- **WHAT IS BEING ASKED**
Search the records below for the word "SearchState" and show every line where it occurs.

(GIVEN RECORDS)

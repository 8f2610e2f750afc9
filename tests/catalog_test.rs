// ABOUTME: Integration tests for the ingredient catalog and JSON input formats
// ABOUTME: Validates catalog deserialization and templates built from catalog entries
//
// SPDX-License-Identifier: MIT OR Apache-2.0
// Copyright (c) 2025 Pierre Fitness Intelligence

#![allow(clippy::unwrap_used, clippy::expect_used, clippy::panic)]
#![allow(missing_docs)]

use macrofit::catalog::{template_from_ingredients, InMemoryCatalog, IngredientCatalog};
use macrofit::models::{IngredientReference, MacroTarget, MealTemplate};
use serde_json::json;

mod common;

#[test]
fn test_catalog_deserializes_from_array() {
    let catalog: InMemoryCatalog = serde_json::from_value(json!([
        {
            "id": "oats",
            "name": "Rolled oats",
            "category": "carbohydrate",
            "per_100": {"calories": 380.0, "protein": 13.0, "carbs": 67.0, "fat": 7.0}
        },
        {
            "id": "whey",
            "name": "Whey protein",
            "per_100": {"calories": 400.0, "protein": 80.0, "carbs": 8.0, "fat": 6.0}
        }
    ]))
    .unwrap();

    assert_eq!(catalog.len(), 2);
    assert!((catalog.get("whey").unwrap().per_100.protein - 80.0).abs() < f64::EPSILON);
    assert!(catalog.get("rice").is_none());
}

#[test]
fn test_template_macros_derived_from_ingredients() {
    let template = template_from_ingredients(
        "Bowl",
        vec![
            IngredientReference::new("ingredient_a", 100.0),
            IngredientReference::new("ingredient_b", 150.0),
        ],
        &common::test_catalog(),
    )
    .unwrap();

    assert!(template.has_ingredient_detail());
    assert_eq!(template.macros, common::TWO_INGREDIENT_BASE);
}

#[test]
fn test_meal_and_target_json_defaults() {
    let meal: MealTemplate = serde_json::from_value(json!({
        "id": "7b0f1f5e-2d1c-4c7a-9c55-3f1e6b2a9d10",
        "name": "Leftovers",
        "macros": {"calories": 500.0, "protein": 30.0, "carbs": 50.0, "fat": 20.0}
    }))
    .unwrap();
    assert!(!meal.has_ingredient_detail());
    assert!(!meal.is_custom);

    let target: MacroTarget = serde_json::from_value(json!({
        "calories": 600.0, "protein": 40.0, "carbs": 60.0, "fat": 20.0
    }))
    .unwrap();
    assert!(!target.is_last_meal);
}
// ABOUTME: Meal scaling optimizer that fits ingredient quantities to a four-macro target
// ABOUTME: Minimax multiplier search, legacy proportional mode, and last-meal exact matching
//
// SPDX-License-Identifier: MIT OR Apache-2.0
// Copyright (c) 2025 Pierre Fitness Intelligence

//! Meal Scaler
//!
//! Scales every ingredient of a meal by one multiplier `m` so the meal's
//! calories, protein, carbohydrate and fat land as close as possible to a
//! target. The objective is the **maximum** relative error across the four
//! macros, so no single macro can drift while the others look fine.
//!
//! # Algorithm
//!
//! 1. `m0 = target.calories / base.calories` (1 when the base has no calories,
//!    0 for an all-zero target such as a fully eaten day)
//! 2. Damped ratio following: `m <- m * (d * avg(target_i / achieved_i) + (1 - d))`
//!    with `d = 0.3`, keeping the best candidate seen, until the worst error
//!    drops below the tolerance or the iteration budget runs out
//! 3. The closed-form minimax point `m* = 2 / (min r_i + max r_i)` with
//!    `r_i = base_i / target_i` is evaluated as a final candidate
//! 4. Quantities are rounded to whole units and macros recomputed from them
//!
//! Templates without ingredient detail fall back to a single calorie ratio
//! applied to the stored macros. For the day's last meal the reported macros
//! are set to the target exactly; `ingredient_macros` keeps the values
//! derived from the rounded quantities so any residual gap stays visible.

use std::ops::ControlFlow;

use macrofit_core::errors::AppResult;
use macrofit_core::models::{IngredientReference, MacroKind, MacroTarget, Macros, MealTemplate};
use serde::{Deserialize, Serialize};
use tracing::{debug, trace};

use crate::catalog::{aggregate_macros, resolve_ingredients, IngredientCatalog, ResolvedIngredient};
use crate::config::{EngineConfig, ScalingConfig};
use crate::intelligence::physiological_constants::numeric::NEAR_ZERO;

/// How a meal was scaled
#[derive(Debug, Clone, Copy, Serialize, Deserialize, PartialEq, Eq)]
#[serde(rename_all = "snake_case")]
pub enum ScalingMode {
    /// Per-ingredient quantities searched for the minimax multiplier
    IngredientOptimized,
    /// No ingredient detail: stored macros scaled by the calorie ratio
    LegacyProportional,
}

/// A meal scaled against a target
///
/// Ephemeral value: shown or consumed, then discarded.
#[derive(Debug, Clone, Serialize, Deserialize)]
pub struct ScaledMeal {
    /// The template with scaled quantities and the macros they add up to
    pub template: MealTemplate,
    /// Target the meal was scaled for
    pub target: MacroTarget,
    /// Scaling path taken
    pub mode: ScalingMode,
    /// Multiplier applied to every ingredient quantity (or to the stored macros)
    pub multiplier: f64,
    /// Macros presented to the user; equal to the target for the last meal
    pub reported: Macros,
    /// Macros recomputed from the rounded ingredient quantities
    pub ingredient_macros: Macros,
    /// Search iterations used (0 for the legacy path)
    pub iterations: u32,
    /// Worst relative error of `ingredient_macros` against the target
    pub max_relative_error: f64,
    /// `max_relative_error` is within the convergence tolerance
    pub converged: bool,
    /// Reported macros were pinned to the target (last meal)
    pub exact_match: bool,
    /// The target had at least one non-zero macro
    pub scaled_for_target: bool,
}

impl ScaledMeal {
    /// Scaled ingredient quantities
    #[must_use]
    pub fn ingredients(&self) -> &[IngredientReference] {
        &self.template.ingredients
    }
}

/// Relative error of one quantity: `|achieved - target| / target`, 0 when the target is zero
#[must_use]
pub fn relative_error(achieved: f64, target: f64) -> f64 {
    if target.abs() < NEAR_ZERO {
        0.0
    } else {
        (achieved - target).abs() / target.abs()
    }
}

/// Worst relative error across the four macros
#[must_use]
pub fn max_relative_error(achieved: &Macros, target: &Macros) -> f64 {
    MacroKind::ALL
        .iter()
        .map(|kind| relative_error(achieved.get(*kind), target.get(*kind)))
        .fold(0.0, f64::max)
}

/// Mean of `target_i / achieved_i` over macros where both are non-zero
fn average_correction_ratio(achieved: &Macros, target: &Macros) -> f64 {
    let (sum, count) = MacroKind::ALL
        .iter()
        .map(|kind| (achieved.get(*kind), target.get(*kind)))
        .filter(|(achieved, target)| achieved.abs() >= NEAR_ZERO && target.abs() >= NEAR_ZERO)
        .fold((0.0, 0_u32), |(sum, count), (achieved, target)| {
            (sum + target / achieved, count + 1)
        });
    if count == 0 {
        1.0
    } else {
        sum / f64::from(count)
    }
}

/// Closed-form multiplier minimizing `max_i |m * r_i - 1|`
///
/// Only macros with a non-zero base and target constrain the optimum; the
/// others contribute a constant error.
fn minimax_multiplier(base: &Macros, target: &Macros) -> Option<f64> {
    let ratios = MacroKind::ALL
        .iter()
        .map(|kind| (base.get(*kind), target.get(*kind)))
        .filter(|(base, target)| *base >= NEAR_ZERO && *target >= NEAR_ZERO)
        .map(|(base, target)| base / target);
    let (min, max) = ratios.fold(None, |bounds: Option<(f64, f64)>, ratio| {
        Some(bounds.map_or((ratio, ratio), |(min, max)| (min.min(ratio), max.max(ratio))))
    })?;
    Some(2.0 / (min + max))
}

#[derive(Debug, Clone, Copy)]
struct Candidate {
    multiplier: f64,
    max_error: f64,
}

impl Candidate {
    fn evaluate(multiplier: f64, base: &Macros, target: &Macros) -> Self {
        Self {
            multiplier,
            max_error: max_relative_error(&base.scaled(multiplier), target),
        }
    }

    fn better_of(self, other: Self) -> Self {
        if self.max_error < other.max_error {
            self
        } else {
            other
        }
    }
}

#[derive(Debug, Clone, Copy)]
struct SearchState {
    multiplier: f64,
    best: Candidate,
    iterations: u32,
}

#[derive(Debug, Clone, Copy)]
struct SearchOutcome {
    best: Candidate,
    iterations: u32,
}

/// Damped ratio-following search, folded over the iteration budget
fn search_multiplier(
    base: &Macros,
    target: &Macros,
    budget: u32,
    config: &ScalingConfig,
) -> SearchOutcome {
    let initial = if base.calories.abs() < NEAR_ZERO {
        1.0
    } else {
        target.calories / base.calories
    };
    let start = SearchState {
        multiplier: initial,
        best: Candidate {
            multiplier: initial,
            max_error: f64::INFINITY,
        },
        iterations: 0,
    };

    let flow = (0..budget).try_fold(start, |state, _| {
        let current = Candidate::evaluate(state.multiplier, base, target);
        let best = current.better_of(state.best);
        let iterations = state.iterations + 1;
        trace!(
            iteration = iterations,
            multiplier = state.multiplier,
            max_error = current.max_error,
            "Meal scaling step"
        );

        if current.max_error < config.convergence_tolerance {
            return ControlFlow::Break(SearchState {
                multiplier: state.multiplier,
                best,
                iterations,
            });
        }

        let achieved = base.scaled(state.multiplier);
        let correction = config
            .damping
            .mul_add(average_correction_ratio(&achieved, target), 1.0 - config.damping);
        let next = state.multiplier * correction;

        // Fixed point of the damped update: further steps cannot improve
        if (next - state.multiplier).abs() <= f64::EPSILON * state.multiplier.abs().max(1.0) {
            return ControlFlow::Break(SearchState {
                multiplier: next,
                best,
                iterations,
            });
        }

        ControlFlow::Continue(SearchState {
            multiplier: next,
            best,
            iterations,
        })
    });

    let (ControlFlow::Break(state) | ControlFlow::Continue(state)) = flow;

    let best = minimax_multiplier(base, target)
        .map(|multiplier| Candidate::evaluate(multiplier, base, target))
        .map_or(state.best, |closed_form| closed_form.better_of(state.best));

    SearchOutcome {
        best,
        iterations: state.iterations,
    }
}

/// Scale a meal to a target using the global engine configuration
///
/// # Errors
///
/// Returns `ResourceNotFound` if an ingredient id is missing from the catalog
pub fn scale_meal_to_target<C: IngredientCatalog + ?Sized>(
    meal: &MealTemplate,
    target: &MacroTarget,
    catalog: &C,
) -> AppResult<ScaledMeal> {
    scale_meal_to_target_with_config(meal, target, catalog, &EngineConfig::global().scaling)
}

/// Scale a meal to a target
///
/// Never fails on numerical grounds: an exhausted budget returns the best
/// multiplier found together with its error. Negative targets and
/// quantities are clamped to zero.
///
/// # Errors
///
/// Returns `ResourceNotFound` if an ingredient id is missing from the catalog
pub fn scale_meal_to_target_with_config<C: IngredientCatalog + ?Sized>(
    meal: &MealTemplate,
    target: &MacroTarget,
    catalog: &C,
    config: &ScalingConfig,
) -> AppResult<ScaledMeal> {
    let target = target.sanitized();

    if meal.has_ingredient_detail() {
        let resolved = resolve_ingredients(&meal.ingredients, catalog)?;
        Ok(scale_ingredients(meal, &resolved, &target, config))
    } else {
        Ok(scale_legacy(meal, &target, config))
    }
}

fn scale_ingredients(
    meal: &MealTemplate,
    resolved: &[ResolvedIngredient<'_>],
    target: &MacroTarget,
    config: &ScalingConfig,
) -> ScaledMeal {
    let goal = target.macros();
    let base = aggregate_macros(resolved);

    let outcome = search_multiplier(
        &base,
        &goal,
        config.iteration_budget(target.is_last_meal),
        config,
    );
    let (multiplier, iterations) = (outcome.best.multiplier, outcome.iterations);

    let ingredients: Vec<IngredientReference> = resolved
        .iter()
        .map(|item| {
            IngredientReference::new(
                item.ingredient.id.clone(),
                (item.amount * multiplier).round().max(0.0),
            )
        })
        .collect();
    let ingredient_macros: Macros = resolved
        .iter()
        .zip(&ingredients)
        .map(|(item, scaled)| item.ingredient.macros_for(scaled.amount))
        .sum();

    let result = finish(
        meal,
        ingredients,
        *target,
        ScalingMode::IngredientOptimized,
        multiplier,
        ingredient_macros,
        iterations,
        config,
    );
    debug!(
        meal = %meal.name,
        multiplier = result.multiplier,
        iterations = result.iterations,
        max_error = result.max_relative_error,
        exact_match = result.exact_match,
        "Scaled meal at ingredient level"
    );
    result
}

fn scale_legacy(meal: &MealTemplate, target: &MacroTarget, config: &ScalingConfig) -> ScaledMeal {
    let base = meal.macros.sanitized();
    let multiplier = if base.calories.abs() < NEAR_ZERO {
        1.0
    } else {
        target.calories / base.calories
    };

    let result = finish(
        meal,
        Vec::new(),
        *target,
        ScalingMode::LegacyProportional,
        multiplier,
        base.scaled(multiplier),
        0,
        config,
    );
    debug!(
        meal = %meal.name,
        multiplier = result.multiplier,
        max_error = result.max_relative_error,
        "Scaled meal without ingredient detail (proportional mode)"
    );
    result
}

#[allow(clippy::too_many_arguments)]
fn finish(
    meal: &MealTemplate,
    ingredients: Vec<IngredientReference>,
    target: MacroTarget,
    mode: ScalingMode,
    multiplier: f64,
    ingredient_macros: Macros,
    iterations: u32,
    config: &ScalingConfig,
) -> ScaledMeal {
    let goal = target.macros();
    let scaled_for_target = !goal.is_zero();
    let exact_match = target.is_last_meal;
    let reported = if exact_match { goal } else { ingredient_macros };
    let max_error = max_relative_error(&ingredient_macros, &goal);

    let mut template = meal.clone();
    template.ingredients = ingredients;
    template.macros = ingredient_macros;

    ScaledMeal {
        template,
        target,
        mode,
        multiplier,
        reported,
        ingredient_macros,
        iterations,
        max_relative_error: max_error,
        converged: max_error < config.convergence_tolerance,
        exact_match,
        scaled_for_target,
    }
}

(End GIVEN RECORDS)

- **EXERCISE OUTPUT**
struct SearchState {
    let start = SearchState {
            return ControlFlow::Break(SearchState {
            return ControlFlow::Break(SearchState {
        ControlFlow::Continue(SearchState {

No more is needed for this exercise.